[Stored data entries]
#####

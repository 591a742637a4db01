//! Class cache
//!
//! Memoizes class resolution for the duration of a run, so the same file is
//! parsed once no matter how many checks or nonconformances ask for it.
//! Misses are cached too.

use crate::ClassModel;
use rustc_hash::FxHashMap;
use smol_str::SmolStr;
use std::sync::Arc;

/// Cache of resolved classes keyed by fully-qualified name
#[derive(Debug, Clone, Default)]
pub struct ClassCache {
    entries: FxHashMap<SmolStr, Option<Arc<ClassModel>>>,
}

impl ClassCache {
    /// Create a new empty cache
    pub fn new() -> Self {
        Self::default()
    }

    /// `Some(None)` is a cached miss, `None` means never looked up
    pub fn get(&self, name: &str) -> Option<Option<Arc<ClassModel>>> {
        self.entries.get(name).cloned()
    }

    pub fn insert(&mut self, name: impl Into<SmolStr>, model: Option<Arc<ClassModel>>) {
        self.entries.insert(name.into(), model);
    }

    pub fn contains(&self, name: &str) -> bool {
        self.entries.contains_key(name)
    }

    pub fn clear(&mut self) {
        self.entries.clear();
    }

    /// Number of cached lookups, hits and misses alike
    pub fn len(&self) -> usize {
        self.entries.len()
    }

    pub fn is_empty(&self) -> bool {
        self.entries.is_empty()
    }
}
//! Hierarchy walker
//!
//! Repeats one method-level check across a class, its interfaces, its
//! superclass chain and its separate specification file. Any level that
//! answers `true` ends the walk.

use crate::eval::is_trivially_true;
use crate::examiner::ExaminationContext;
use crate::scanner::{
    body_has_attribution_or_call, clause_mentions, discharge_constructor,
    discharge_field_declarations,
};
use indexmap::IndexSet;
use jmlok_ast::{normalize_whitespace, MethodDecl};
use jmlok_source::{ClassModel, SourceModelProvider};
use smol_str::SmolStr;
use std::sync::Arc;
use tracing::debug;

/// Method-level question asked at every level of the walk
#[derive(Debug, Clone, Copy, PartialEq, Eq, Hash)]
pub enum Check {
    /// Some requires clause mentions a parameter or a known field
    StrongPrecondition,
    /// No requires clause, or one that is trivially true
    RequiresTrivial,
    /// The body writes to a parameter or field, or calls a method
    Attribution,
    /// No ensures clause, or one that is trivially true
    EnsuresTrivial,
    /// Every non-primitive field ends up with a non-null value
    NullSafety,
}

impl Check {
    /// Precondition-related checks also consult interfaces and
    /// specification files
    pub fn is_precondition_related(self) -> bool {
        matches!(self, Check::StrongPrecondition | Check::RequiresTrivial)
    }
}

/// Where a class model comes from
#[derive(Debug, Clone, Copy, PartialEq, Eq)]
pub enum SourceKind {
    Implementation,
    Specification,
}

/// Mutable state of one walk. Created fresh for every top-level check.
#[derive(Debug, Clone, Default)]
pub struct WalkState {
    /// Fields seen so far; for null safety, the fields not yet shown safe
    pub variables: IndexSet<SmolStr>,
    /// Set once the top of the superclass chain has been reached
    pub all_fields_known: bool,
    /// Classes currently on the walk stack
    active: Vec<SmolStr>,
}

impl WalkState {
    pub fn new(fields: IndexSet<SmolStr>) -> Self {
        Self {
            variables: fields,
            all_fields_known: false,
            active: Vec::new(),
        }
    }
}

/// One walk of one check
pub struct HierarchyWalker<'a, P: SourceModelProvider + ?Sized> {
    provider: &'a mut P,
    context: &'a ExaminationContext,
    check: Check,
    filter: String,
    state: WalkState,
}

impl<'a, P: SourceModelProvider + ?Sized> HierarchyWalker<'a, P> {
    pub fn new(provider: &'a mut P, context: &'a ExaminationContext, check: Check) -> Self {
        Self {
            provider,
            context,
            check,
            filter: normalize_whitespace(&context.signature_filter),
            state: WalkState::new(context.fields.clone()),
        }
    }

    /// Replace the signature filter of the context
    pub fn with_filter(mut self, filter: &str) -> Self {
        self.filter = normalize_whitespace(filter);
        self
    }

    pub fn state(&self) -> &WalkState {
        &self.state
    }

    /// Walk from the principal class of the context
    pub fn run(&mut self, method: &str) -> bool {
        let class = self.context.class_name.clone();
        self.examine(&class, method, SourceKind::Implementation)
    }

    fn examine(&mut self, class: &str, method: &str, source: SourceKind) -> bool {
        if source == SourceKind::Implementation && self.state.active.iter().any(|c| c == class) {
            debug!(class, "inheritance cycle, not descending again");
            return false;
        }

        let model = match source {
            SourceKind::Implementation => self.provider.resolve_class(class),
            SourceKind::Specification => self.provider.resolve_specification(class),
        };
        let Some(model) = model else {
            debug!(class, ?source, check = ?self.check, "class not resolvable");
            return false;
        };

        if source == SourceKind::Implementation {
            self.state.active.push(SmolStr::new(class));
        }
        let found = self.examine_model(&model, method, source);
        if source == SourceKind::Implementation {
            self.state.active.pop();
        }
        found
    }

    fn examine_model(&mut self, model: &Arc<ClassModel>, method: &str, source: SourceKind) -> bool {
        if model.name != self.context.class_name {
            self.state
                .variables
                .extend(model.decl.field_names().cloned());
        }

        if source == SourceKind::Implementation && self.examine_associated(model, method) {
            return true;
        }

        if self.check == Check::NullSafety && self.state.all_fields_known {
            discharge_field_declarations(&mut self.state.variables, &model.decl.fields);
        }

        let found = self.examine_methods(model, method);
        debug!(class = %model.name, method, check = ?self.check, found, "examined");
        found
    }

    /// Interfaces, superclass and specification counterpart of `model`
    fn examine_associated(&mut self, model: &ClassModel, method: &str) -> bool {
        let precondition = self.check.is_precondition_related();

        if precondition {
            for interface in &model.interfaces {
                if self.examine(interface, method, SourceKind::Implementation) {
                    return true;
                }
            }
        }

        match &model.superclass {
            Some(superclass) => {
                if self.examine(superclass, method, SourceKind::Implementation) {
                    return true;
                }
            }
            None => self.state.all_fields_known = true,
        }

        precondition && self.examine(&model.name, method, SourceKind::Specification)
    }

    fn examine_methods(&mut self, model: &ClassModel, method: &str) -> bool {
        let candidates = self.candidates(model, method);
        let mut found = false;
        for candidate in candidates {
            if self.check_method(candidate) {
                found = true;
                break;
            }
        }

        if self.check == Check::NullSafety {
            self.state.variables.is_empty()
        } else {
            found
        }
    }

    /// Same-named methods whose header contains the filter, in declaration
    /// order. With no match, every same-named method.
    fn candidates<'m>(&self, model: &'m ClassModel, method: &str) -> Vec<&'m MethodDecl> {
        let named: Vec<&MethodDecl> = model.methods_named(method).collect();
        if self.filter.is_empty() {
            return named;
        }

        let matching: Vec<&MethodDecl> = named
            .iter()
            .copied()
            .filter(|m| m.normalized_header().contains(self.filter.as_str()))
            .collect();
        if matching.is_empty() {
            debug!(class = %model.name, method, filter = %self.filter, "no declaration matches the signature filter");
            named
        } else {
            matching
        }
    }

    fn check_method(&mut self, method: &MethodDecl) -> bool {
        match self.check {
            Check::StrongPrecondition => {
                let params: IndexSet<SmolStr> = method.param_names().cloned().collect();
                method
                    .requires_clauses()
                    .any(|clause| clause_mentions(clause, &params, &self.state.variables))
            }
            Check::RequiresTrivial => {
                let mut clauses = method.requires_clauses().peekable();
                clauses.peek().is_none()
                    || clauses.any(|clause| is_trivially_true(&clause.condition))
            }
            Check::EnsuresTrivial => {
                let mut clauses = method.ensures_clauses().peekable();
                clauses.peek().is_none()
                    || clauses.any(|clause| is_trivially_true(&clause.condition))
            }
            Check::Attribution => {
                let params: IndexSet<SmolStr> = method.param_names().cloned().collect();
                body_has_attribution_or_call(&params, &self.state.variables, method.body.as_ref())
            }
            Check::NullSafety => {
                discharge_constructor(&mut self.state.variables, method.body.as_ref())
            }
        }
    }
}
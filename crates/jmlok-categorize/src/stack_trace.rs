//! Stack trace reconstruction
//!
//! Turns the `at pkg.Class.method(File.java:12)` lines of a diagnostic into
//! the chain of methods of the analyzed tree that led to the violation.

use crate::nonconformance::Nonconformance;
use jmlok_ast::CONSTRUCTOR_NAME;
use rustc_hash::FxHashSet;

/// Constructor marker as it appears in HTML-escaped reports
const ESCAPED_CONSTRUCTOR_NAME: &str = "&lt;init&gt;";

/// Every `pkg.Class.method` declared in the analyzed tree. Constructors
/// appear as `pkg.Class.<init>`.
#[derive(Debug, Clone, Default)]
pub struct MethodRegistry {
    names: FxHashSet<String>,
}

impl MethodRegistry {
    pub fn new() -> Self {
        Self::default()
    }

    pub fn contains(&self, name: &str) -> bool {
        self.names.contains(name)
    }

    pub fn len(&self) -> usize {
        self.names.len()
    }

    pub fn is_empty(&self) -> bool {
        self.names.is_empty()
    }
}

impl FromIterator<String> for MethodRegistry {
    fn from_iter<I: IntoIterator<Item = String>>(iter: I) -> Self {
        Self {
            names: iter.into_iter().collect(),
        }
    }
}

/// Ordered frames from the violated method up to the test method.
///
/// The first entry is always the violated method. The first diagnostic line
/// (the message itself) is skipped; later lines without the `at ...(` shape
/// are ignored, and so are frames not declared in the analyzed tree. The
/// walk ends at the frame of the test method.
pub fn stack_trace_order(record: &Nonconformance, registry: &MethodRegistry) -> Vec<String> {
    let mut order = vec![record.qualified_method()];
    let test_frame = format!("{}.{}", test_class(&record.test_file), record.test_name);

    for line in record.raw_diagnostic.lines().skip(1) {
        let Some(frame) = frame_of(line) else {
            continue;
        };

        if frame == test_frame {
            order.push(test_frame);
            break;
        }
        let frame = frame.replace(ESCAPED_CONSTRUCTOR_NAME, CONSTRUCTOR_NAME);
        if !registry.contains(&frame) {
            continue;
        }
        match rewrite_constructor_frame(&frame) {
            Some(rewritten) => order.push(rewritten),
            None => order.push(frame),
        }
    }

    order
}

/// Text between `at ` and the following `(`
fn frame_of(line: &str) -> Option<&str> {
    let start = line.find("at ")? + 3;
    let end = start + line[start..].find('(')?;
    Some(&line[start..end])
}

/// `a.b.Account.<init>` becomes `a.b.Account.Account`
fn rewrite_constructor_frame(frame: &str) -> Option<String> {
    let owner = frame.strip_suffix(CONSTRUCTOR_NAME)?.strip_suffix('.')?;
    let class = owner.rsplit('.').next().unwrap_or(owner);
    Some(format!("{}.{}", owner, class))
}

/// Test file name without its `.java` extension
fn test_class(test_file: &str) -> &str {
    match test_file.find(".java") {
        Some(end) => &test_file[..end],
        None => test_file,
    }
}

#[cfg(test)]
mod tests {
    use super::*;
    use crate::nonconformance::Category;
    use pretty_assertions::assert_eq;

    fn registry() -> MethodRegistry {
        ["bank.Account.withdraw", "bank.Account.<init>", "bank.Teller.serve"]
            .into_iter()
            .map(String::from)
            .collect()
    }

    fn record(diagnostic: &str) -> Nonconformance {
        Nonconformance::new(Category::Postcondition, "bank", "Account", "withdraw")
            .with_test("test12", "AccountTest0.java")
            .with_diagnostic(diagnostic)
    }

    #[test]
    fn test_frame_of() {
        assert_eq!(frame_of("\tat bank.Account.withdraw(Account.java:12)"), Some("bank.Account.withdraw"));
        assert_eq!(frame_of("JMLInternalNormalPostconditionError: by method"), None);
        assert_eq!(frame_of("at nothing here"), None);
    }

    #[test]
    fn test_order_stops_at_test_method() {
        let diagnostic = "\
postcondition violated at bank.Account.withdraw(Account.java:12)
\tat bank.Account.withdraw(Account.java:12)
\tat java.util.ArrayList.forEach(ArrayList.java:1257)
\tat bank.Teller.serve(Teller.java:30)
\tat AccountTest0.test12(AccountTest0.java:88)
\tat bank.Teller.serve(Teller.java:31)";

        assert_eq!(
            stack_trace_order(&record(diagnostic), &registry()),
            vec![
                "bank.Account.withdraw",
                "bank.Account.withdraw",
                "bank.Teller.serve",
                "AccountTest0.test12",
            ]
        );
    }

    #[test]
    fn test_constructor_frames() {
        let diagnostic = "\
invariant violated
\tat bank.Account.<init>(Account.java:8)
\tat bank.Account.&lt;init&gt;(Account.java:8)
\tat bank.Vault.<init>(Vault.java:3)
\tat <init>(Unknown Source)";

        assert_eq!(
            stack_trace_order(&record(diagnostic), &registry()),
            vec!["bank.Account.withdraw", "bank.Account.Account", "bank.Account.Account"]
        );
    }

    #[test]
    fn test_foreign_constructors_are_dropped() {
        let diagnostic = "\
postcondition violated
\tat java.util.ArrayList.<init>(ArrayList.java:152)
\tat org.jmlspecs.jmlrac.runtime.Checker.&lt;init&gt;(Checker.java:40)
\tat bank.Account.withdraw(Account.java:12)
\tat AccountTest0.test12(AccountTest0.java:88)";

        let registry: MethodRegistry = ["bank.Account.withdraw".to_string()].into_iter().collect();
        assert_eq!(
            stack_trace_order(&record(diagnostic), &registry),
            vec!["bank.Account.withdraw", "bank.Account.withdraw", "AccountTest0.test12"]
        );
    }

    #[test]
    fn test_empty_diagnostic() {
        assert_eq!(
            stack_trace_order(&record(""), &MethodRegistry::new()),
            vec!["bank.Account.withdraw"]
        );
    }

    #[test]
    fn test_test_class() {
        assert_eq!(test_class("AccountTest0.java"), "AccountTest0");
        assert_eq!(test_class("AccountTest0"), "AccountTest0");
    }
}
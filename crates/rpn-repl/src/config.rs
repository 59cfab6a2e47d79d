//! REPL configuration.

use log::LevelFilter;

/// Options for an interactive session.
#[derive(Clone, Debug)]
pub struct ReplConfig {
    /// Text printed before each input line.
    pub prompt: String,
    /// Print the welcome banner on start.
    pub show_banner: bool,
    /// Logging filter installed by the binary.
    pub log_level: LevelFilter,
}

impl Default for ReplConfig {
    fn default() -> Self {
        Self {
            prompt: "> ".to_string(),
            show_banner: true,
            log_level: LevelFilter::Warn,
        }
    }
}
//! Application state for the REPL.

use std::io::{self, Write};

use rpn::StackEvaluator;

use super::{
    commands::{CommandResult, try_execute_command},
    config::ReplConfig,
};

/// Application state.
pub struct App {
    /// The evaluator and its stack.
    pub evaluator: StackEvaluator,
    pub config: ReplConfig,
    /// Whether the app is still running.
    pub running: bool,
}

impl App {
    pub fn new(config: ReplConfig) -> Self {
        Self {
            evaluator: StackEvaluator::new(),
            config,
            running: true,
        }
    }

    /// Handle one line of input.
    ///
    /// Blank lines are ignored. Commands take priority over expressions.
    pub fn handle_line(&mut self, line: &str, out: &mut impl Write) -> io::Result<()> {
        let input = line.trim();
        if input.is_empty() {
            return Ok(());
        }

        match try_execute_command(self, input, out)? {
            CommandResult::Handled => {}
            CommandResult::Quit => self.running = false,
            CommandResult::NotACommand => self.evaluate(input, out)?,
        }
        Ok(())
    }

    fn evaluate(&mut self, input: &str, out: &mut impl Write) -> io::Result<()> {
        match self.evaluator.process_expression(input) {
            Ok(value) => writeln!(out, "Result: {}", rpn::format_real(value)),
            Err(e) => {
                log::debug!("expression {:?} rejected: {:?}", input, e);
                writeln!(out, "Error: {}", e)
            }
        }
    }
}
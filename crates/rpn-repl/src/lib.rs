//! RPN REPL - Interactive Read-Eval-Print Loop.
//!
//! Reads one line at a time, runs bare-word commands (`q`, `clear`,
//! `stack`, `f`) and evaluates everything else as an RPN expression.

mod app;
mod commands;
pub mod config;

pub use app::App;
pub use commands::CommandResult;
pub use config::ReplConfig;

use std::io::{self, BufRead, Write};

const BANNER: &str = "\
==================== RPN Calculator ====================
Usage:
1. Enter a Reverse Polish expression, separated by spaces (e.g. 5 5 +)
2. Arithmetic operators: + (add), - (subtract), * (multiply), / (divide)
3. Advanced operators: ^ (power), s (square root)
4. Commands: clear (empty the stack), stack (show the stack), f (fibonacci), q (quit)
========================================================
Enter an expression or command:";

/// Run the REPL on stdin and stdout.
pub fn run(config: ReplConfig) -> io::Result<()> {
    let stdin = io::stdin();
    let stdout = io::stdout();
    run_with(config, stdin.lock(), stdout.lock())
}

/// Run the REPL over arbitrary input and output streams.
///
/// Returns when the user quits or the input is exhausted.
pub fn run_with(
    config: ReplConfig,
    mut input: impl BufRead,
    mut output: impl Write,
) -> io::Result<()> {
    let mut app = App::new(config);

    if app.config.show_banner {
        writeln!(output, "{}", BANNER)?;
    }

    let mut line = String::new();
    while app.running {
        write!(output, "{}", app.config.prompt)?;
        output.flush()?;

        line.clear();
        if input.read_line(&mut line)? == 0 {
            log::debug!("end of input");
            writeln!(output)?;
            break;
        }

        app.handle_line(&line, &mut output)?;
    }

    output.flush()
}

#####

- [TASK ITEM]:
Search the data above for lines holding "over" and copy each of them.

- [EXERCISE ANSWER]:
    /// Blank lines are ignored. Commands take priority over expressions.
/// Run the REPL over arbitrary input and output streams.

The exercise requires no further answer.